• **EXERCISE MATERIALS**
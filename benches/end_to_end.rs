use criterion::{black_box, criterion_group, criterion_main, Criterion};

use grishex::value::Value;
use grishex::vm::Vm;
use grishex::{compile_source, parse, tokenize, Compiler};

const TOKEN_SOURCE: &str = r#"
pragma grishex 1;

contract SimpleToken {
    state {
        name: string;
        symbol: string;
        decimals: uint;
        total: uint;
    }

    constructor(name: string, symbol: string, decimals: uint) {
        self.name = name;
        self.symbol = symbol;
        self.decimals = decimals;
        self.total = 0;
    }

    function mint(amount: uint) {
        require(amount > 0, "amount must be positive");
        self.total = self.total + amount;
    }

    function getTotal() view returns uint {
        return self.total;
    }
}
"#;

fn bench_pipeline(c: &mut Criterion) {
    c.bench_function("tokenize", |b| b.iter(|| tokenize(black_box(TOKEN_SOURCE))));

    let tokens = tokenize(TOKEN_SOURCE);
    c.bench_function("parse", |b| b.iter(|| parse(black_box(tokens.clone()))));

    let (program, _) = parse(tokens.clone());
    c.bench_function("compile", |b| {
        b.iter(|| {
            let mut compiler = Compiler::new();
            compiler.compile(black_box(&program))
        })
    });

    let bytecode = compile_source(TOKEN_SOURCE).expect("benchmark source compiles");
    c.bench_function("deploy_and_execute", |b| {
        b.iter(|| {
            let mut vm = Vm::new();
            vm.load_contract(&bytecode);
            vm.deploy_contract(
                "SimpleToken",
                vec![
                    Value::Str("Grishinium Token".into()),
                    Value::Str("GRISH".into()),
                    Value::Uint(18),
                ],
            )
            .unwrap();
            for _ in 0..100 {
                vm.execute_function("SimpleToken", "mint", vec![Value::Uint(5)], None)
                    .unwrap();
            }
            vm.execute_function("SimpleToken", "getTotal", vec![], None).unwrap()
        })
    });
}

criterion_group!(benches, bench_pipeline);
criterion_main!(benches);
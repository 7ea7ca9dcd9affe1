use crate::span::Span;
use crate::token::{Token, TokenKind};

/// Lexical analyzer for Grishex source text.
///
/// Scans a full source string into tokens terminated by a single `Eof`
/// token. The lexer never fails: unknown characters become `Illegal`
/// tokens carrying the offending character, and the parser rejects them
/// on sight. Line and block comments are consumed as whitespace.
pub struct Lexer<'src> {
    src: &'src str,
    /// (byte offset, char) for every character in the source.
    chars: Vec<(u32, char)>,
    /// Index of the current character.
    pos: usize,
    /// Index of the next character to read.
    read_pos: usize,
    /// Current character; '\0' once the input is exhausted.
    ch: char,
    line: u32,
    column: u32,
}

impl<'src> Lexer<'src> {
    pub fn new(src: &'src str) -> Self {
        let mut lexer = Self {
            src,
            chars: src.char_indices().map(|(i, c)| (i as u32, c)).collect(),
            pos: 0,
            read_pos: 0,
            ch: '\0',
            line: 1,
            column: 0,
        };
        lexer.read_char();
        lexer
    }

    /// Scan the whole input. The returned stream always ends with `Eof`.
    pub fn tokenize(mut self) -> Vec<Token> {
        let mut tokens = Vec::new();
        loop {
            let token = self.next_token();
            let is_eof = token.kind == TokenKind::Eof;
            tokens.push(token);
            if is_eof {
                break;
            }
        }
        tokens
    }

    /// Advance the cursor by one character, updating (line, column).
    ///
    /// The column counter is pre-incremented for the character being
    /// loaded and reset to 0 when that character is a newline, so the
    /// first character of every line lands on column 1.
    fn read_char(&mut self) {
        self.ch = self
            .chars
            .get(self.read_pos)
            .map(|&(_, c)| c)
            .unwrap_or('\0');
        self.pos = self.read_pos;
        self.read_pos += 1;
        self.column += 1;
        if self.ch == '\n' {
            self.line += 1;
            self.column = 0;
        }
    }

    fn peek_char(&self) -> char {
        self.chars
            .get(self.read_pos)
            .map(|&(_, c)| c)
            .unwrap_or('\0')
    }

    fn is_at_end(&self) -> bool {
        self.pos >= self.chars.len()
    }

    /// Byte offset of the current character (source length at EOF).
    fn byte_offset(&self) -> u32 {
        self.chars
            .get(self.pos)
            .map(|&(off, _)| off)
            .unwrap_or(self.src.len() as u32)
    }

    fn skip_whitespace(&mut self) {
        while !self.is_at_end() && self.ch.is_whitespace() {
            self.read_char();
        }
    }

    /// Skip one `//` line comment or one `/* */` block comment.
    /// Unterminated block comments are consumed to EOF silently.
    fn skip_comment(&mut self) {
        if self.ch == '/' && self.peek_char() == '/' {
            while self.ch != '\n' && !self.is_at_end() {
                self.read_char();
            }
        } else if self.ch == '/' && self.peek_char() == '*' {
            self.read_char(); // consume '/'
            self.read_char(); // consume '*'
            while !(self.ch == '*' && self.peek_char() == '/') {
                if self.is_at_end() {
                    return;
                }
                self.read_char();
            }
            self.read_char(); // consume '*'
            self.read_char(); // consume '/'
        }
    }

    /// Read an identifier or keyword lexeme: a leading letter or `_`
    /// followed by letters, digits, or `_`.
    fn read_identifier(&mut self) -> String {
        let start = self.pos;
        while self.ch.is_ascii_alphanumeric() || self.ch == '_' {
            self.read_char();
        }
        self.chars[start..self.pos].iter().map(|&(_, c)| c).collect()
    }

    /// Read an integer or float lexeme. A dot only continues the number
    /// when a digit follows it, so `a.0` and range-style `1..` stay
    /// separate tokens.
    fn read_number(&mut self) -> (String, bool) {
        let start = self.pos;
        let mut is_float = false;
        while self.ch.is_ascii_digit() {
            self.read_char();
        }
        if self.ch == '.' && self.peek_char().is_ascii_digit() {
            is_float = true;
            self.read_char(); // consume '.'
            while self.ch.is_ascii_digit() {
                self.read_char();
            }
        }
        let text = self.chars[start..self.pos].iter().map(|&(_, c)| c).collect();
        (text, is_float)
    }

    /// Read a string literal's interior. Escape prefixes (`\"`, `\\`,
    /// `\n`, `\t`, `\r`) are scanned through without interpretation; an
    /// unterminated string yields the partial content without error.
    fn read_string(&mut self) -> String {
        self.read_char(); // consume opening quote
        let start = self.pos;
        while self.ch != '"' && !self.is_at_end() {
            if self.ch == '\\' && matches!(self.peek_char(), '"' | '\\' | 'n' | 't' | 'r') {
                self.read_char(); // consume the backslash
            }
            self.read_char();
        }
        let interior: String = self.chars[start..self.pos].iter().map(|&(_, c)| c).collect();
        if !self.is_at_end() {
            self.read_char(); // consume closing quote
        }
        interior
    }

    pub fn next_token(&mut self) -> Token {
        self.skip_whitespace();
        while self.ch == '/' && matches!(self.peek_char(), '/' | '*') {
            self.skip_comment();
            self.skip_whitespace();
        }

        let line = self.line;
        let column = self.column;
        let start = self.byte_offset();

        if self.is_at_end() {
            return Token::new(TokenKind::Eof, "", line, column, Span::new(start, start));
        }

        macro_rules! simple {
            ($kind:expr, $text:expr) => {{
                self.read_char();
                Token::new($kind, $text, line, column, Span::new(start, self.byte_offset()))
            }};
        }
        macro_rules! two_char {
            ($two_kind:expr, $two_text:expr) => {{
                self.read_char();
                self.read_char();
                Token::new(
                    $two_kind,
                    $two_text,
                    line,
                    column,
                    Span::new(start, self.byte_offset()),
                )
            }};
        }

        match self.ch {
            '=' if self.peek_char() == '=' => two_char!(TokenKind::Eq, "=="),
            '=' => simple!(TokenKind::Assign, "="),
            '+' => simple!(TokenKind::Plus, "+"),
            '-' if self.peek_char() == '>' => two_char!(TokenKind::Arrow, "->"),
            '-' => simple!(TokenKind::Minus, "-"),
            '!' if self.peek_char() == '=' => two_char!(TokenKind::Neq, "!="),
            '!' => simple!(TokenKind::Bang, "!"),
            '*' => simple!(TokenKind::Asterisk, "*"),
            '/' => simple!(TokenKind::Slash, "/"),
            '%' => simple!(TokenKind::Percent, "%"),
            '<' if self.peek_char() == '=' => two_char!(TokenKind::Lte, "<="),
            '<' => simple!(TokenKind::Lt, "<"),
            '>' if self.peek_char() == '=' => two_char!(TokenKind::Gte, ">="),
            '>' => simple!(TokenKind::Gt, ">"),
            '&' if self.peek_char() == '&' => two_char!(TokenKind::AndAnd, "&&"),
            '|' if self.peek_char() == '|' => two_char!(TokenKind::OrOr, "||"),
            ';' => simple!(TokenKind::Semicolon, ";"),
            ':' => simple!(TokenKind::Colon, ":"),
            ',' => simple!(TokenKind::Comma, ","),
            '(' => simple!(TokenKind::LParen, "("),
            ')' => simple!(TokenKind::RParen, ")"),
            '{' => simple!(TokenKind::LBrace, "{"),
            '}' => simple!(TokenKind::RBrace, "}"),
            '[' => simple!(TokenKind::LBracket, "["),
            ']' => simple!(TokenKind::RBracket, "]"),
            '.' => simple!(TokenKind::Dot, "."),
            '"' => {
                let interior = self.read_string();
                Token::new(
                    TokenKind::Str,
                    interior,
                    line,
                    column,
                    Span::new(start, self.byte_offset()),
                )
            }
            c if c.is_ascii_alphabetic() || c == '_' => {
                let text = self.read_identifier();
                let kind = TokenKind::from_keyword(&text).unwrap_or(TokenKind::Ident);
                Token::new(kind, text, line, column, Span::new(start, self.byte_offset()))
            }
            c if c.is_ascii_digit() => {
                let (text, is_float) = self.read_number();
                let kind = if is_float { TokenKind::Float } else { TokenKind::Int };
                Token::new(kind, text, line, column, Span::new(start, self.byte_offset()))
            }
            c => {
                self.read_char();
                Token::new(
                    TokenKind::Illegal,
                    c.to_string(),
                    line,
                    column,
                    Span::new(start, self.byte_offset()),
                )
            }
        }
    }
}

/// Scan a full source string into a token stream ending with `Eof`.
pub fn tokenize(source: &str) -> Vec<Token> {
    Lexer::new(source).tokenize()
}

• **WORK REQUIRED**
Among the lines above, return those that hold the word "while".

• **ANSWER**
        while !self.is_at_end() && self.ch.is_whitespace() {
            while self.ch != '\n' && !self.is_at_end() {
            while !(self.ch == '*' && self.peek_char() == '/') {
        while self.ch.is_ascii_alphanumeric() || self.ch == '_' {
        while self.ch.is_ascii_digit() {
            while self.ch.is_ascii_digit() {
        while self.ch != '"' && !self.is_at_end() {
        while self.ch == '/' && matches!(self.peek_char(), '/' | '*') {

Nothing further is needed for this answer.